Definition of Accounts Receivable
Accounts receivable is the amount owed to a company resulting from the company providing goods and/or services on credit. The term trade receivable is also used in place of accounts receivable.
The amount that the company is owed is recorded in its general ledger account entitled Account Receivable. The unpaid balance in this account is reported as part of the current assets listed on the company’s balance sheet.
When goods are sold on credit, the seller is likely to be an unsecured creditor of its customer. Therefore, the seller should be cautious when selling goods on credit.
Good accounting requires that an estimate should be made for any amount in Account Receivable that is unlikely to be collected. The estimated amount is reported as a credit balance in a contra-receivable account such as Allowance for Doubtful Accounts. This credit balance will cause the number of accounts receivable reported on the balance sheet to be reduced. Any adjustment to the Allowance account will also affect the Uncollectible Accounts Expense, which is reported on the income statement.
Where do I find accounts receivable?
You can find accounts receivable under the ‘current assets’ section on your balance sheet or chart of accounts. Account receivable is classified as an asset because they provide value to your company. (In this case, in the form of a future cash payment.)
Example of Account Receivable
A manufacturer will record an account receivable when it delivers a truckload of goods to a customer on June 1 and the customer is allowed to pay in 30 days. From June 1 until the company receives the money, the company will have an account receivable (and the customer will have an account payable).

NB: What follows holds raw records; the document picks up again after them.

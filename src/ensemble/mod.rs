//! Ensemble selection and inference
//!
//! - [`selector`] - deduplicate the candidate pool and keep the top K
//! - [`voting`] - per-model threshold and majority vote
//! - [`predictor`] - inference over exactly K final models

mod predictor;
mod selector;
mod voting;

pub use predictor::{EnsemblePredictor, PredictionSample};
pub use selector::{EnsembleSelector, RankedCandidate, ScoreAggregation};
pub use voting::VotingClassifier;
//! Integration tests for the joint-label score and the per-model decision rule

use cell_ensemble::ensemble::VotingClassifier;
use cell_ensemble::scoring::{decide, joint_score, ScoreReport, ScoringEngine};
use cell_ensemble::training::CVResults;
use cell_ensemble::PipelineError;

fn labels(n0: usize, n1: usize, a0: usize, a1: usize) -> (Vec<u8>, Vec<u8>) {
    let mut y_true = Vec::new();
    let mut y_pred = Vec::new();
    for i in 0..n0 {
        y_true.push(0);
        y_pred.push(if i < a0 { 0 } else { 1 });
    }
    for i in 0..n1 {
        y_true.push(1);
        y_pred.push(if i < a1 { 1 } else { 0 });
    }
    (y_true, y_pred)
}

// ============================================================================
// Score formula
// ============================================================================

#[test]
fn test_formula_over_grid() {
    for n0 in 1..=6 {
        for n1 in 1..=6 {
            for a0 in 0..=n0 {
                for a1 in 0..=n1 {
                    let score = joint_score(n0, n1, a0, a1).unwrap();
                    let expected = (a0 * a1) as f64 / (n0 * n1) as f64;
                    assert_eq!(score, expected);
                    assert!((0.0..=1.0).contains(&score));
                    if a0 == 0 || a1 == 0 {
                        assert_eq!(score, 0.0);
                    }
                }
            }
        }
    }
}

#[test]
fn test_reference_scenario_from_labels() {
    let (y_true, y_pred) = labels(100, 50, 90, 40);
    let report = ScoringEngine::new().score(&y_true, &y_pred).unwrap();
    assert_eq!((report.n0, report.n1, report.a0, report.a1), (100, 50, 90, 40));
    assert!((report.score - 0.72).abs() < 1e-12);
}

#[test]
fn test_all_positives_missed_scores_zero() {
    for a0 in [0, 37, 100] {
        let (y_true, y_pred) = labels(100, 50, a0, 0);
        let report = ScoringEngine::new().score(&y_true, &y_pred).unwrap();
        assert_eq!(report.a1, 0);
        assert_eq!(report.score, 0.0);
    }
}

#[test]
fn test_single_class_batch_scores_zero_not_nan() {
    let engine = ScoringEngine::new();

    let only_zeros = engine.score(&[0, 0, 0], &[0, 0, 0]).unwrap();
    assert_eq!(only_zeros.n1, 0);
    assert_eq!(only_zeros.score, 0.0);

    let only_ones = engine.score(&[1, 1], &[1, 1]).unwrap();
    assert_eq!(only_ones.n0, 0);
    assert_eq!(only_ones.score, 0.0);

    let empty = engine.score(&[], &[]).unwrap();
    assert!(!empty.score.is_nan());
    assert_eq!(empty.score, 0.0);
}

#[test]
fn test_malformed_inputs_are_errors() {
    let engine = ScoringEngine::new();
    assert!(matches!(engine.score(&[0, 1], &[0]), Err(PipelineError::ShapeError { .. })));
    assert!(matches!(engine.score(&[0, 2], &[0, 1]), Err(PipelineError::InvalidInput(_))));
}

#[test]
fn test_impossible_counts_never_score_above_one() {
    for (n0, n1, a0, a1) in [(1, 1, 2, 2), (10, 5, 11, 5), (10, 5, 10, 6), (0, 3, 1, 3)] {
        assert!(matches!(
            ScoreReport::from_counts(n0, n1, a0, a1),
            Err(PipelineError::InvalidInput(_))
        ));
    }
}

#[test]
fn test_report_display_carries_counts() {
    let text = ScoreReport::from_counts(100, 50, 90, 40).unwrap().to_string();
    assert!(text.contains("0.7200"));
    assert!(text.contains("a0=90/n0=100"));
    assert!(text.contains("a1=40/n1=50"));
}

// ============================================================================
// Decision threshold and vote
// ============================================================================

#[test]
fn test_threshold_boundary() {
    assert_eq!(decide(0.70, 0.70), 1);
    assert_eq!(decide(0.6999999, 0.70), 0);
    assert_eq!(decide(1.0, 0.70), 1);
    assert_eq!(decide(0.0, 0.70), 0);
}

#[test]
fn test_probabilities_scored_with_inclusive_threshold() {
    let report = ScoringEngine::new()
        .score_probabilities(&[1, 1, 0, 0], &[0.70, 0.6999999, 0.2, 0.70], 0.70)
        .unwrap();
    assert_eq!((report.a0, report.a1), (1, 1));
    assert_eq!(report.score, 0.25);
}

#[test]
fn test_majority_of_five() {
    assert_eq!(VotingClassifier::majority(&[1, 1, 0, 1, 0]), 1);
    assert_eq!(VotingClassifier::majority(&[0, 1, 0, 1, 0]), 0);
}

// ============================================================================
// Fold aggregation
// ============================================================================

#[test]
fn test_fold_mean_invariant_to_order() {
    let folds = vec![0.72, 0.0, 0.3333333333333333, 0.9, 0.1];
    let reference = CVResults::from_scores(folds.clone()).mean_score;

    // Every rotation and the reversal give the same bits
    for shift in 0..folds.len() {
        let mut rotated = folds.clone();
        rotated.rotate_left(shift);
        assert_eq!(CVResults::from_scores(rotated.clone()).mean_score.to_bits(), reference.to_bits());
        rotated.reverse();
        assert_eq!(CVResults::from_scores(rotated).mean_score.to_bits(), reference.to_bits());
    }
}
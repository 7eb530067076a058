// Copyright 2025 the Contour Authors
// SPDX-License-Identifier: Apache-2.0 OR MIT

//! Contour builds brand-styled widget chrome out of simple geometry.
//!
//! - [`ShapePathBuilder`] turns a box, a corner radius and a [`CornerMask`]
//!   into a closed [`Outline`], optionally with a speech-bubble tail.
//! - [`constrain_shape`] fits a wanted radius and [`TailStyle`] into the space
//!   actually available.
//! - [`LayeredDrawable`] stacks [`Drawable`] layers and paints them as one
//!   unit onto any [`Surface`]; [`CornerBox`] and [`NotificationFrame`] are
//!   ready-made stacks of background, border and shadow.
//! - [`DisplayList`] records what is drawn, for tests and for replay into a
//!   real renderer.
//!
//! Geometry is recomputed when properties change, never while drawing.

#![cfg_attr(all(not(feature = "std"), not(test)), no_std)]

pub use peniko;

mod composite;
mod corner;
mod corner_box;
mod display_list;
mod floatfuncs;
mod frame;
mod layer;
mod layered;
mod outline;
mod shape;
mod surface;
mod tail;

pub use composite::{BorderStyle, ShadowStyle};
pub use corner::{Corner, CornerMask};
pub use corner_box::CornerBox;
pub use display_list::{DisplayItem, DisplayList};
pub use frame::NotificationFrame;
pub use layer::{BorderLayer, Drawable, FillLayer, LayerState, Opacity, ShadowLayer};
pub use layered::{LayerId, LayeredDrawable};
pub use outline::{Outline, OutlineSeg, ShapePathBuilder};
pub use shape::{ShapeKind, ShapeState};
pub use surface::{ColorFilter, Paint, RasterHandle, Surface};
pub use tail::{
    constrain_shape, ConstrainedShape, Side, TailDescriptor, TailStyle, TipPosition,
};
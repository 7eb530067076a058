// Copyright 2025 the Contour Authors
// SPDX-License-Identifier: Apache-2.0 OR MIT

//! Builds a corner box and a notification frame, draws them into a display
//! list and prints what was recorded.
//!
//! Set `RUST_LOG=contour=debug` to watch relayouts and tail fitting.

use contour::{
    peniko::{
        kurbo::{Rect, Vec2},
        Color,
    },
    BorderStyle, CornerBox, CornerMask, DisplayItem, DisplayList, Drawable, LayeredDrawable,
    NotificationFrame, OutlineSeg, ShadowStyle, ShapePathBuilder, Side, TailStyle, TipPosition,
};
use vello::Scene;

fn main() {
    tracing_subscriber::fmt()
        .with_env_filter(
            tracing_subscriber::EnvFilter::from_default_env()
                .add_directive(tracing::Level::INFO.into()),
        )
        .init();

    let outline = ShapePathBuilder::default().build_outline(
        Rect::new(0.0, 0.0, 100.0, 60.0),
        10.0,
        CornerMask::TOP,
        None,
    );
    println!("outline from {:?}", outline.start());
    for seg in outline.segments() {
        match seg {
            OutlineSeg::Line(p) => println!("  line to ({:.1}, {:.1})", p.x, p.y),
            OutlineSeg::Arc(arc) => println!(
                "  arc around ({:.1}, {:.1}) r={:.1} from {:.0}°",
                arc.center.x,
                arc.center.y,
                arc.radii.x,
                arc.start_angle.to_degrees()
            ),
        }
    }
    println!("area {:.2}", outline.area(0.1));

    let mut card = CornerBox::with_border(
        Color::from_rgba8(250, 250, 250, 255),
        BorderStyle {
            color: Color::from_rgba8(200, 200, 210, 255),
            width: 1.0,
        },
    );
    card.set_radius(12.0);
    card.set_corner_mask(CornerMask::TOP | CornerMask::BOTTOM_RIGHT);
    card.set_shadow(Some(ShadowStyle {
        color: Color::from_rgba8(0, 0, 0, 60),
        blur_radius: 6.0,
        offset: Vec2::new(0.0, 2.0),
    }));

    let mut bubble = NotificationFrame::new(Color::from_rgba8(40, 120, 220, 255));
    bubble.set_radius(8.0);
    bubble.set_tail(TailStyle {
        side: Side::Bottom,
        tip: TipPosition::Absolute(30.0),
        width: 16.0,
        tip_distance: 10.0,
        margin: 6.0,
    });

    let mut root = LayeredDrawable::new();
    root.set_backdrop(Some(Color::WHITE));
    root.set_clip_to_bounds(true);
    let card_id = root.add_layer(Box::new(card));
    let bubble_id = root.insert_after(Box::new(bubble), card_id);
    root.set_bounds(Rect::new(0.0, 0.0, 320.0, 200.0));
    if let Some(bubble) = root.layer_as_mut::<NotificationFrame>(bubble_id) {
        bubble.set_bounds(Rect::new(180.0, 20.0, 300.0, 100.0));
        tracing::info!(fitted = ?bubble.fitted(), "bubble tail");
    }

    let mut list = DisplayList::default();
    root.draw(&mut list);
    println!(
        "{} items: {} fills, {} strokes, {} blurs, opacity {:?}",
        list.items.len(),
        list.fill_count(),
        list.stroke_count(),
        list.blur_count(),
        root.opacity()
    );
    for item in &list.items {
        match item {
            DisplayItem::Fill { path, .. } | DisplayItem::Stroke { path, .. } => {
                println!("  path with {} elements", path.elements().len());
            }
            other => println!("  {other:?}"),
        }
    }

    let mut env = contour_vello::Environment::default();
    let mut scene = Scene::new();
    env.add_display_list_to_scene(&mut scene, &list);
    tracing::info!(buffers = env.live_buffers(), "scene built");
}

Why are Accounts receivable important?
The businesses usually have invested money in selling a product or delivering a service. After selling the goods, the inventories reduce, and in turn businesses need an asset to balance the financial statements. Either that assets are cash-in-hand or receivables in case of credit sales and that’s why account receivable appear in the assets side of the balance sheet.
As account receivables form a major part of the organization’s asset, it leads to the generation of cash in-flow in the books of the organization. The idea behind providing a credit facility to the customers is to facilitate and ease the process of the transaction and establish a strong credit relationship between the parties involved. It may lead to better deals or increase the chances of improving working capital management.
Account Receivables vs. Accounts Payable
When a company owes debts to its suppliers or other parties, these are accounts payable. Accounts payable are the opposite of account receivable. To illustrate, imagine Company A cleans Company B’s carpets and sends a bill for the services. Company B owes them money, so it records the invoice in its accounts payable column. Company A is waiting to receive the money, so it records the bill in its account receivable column.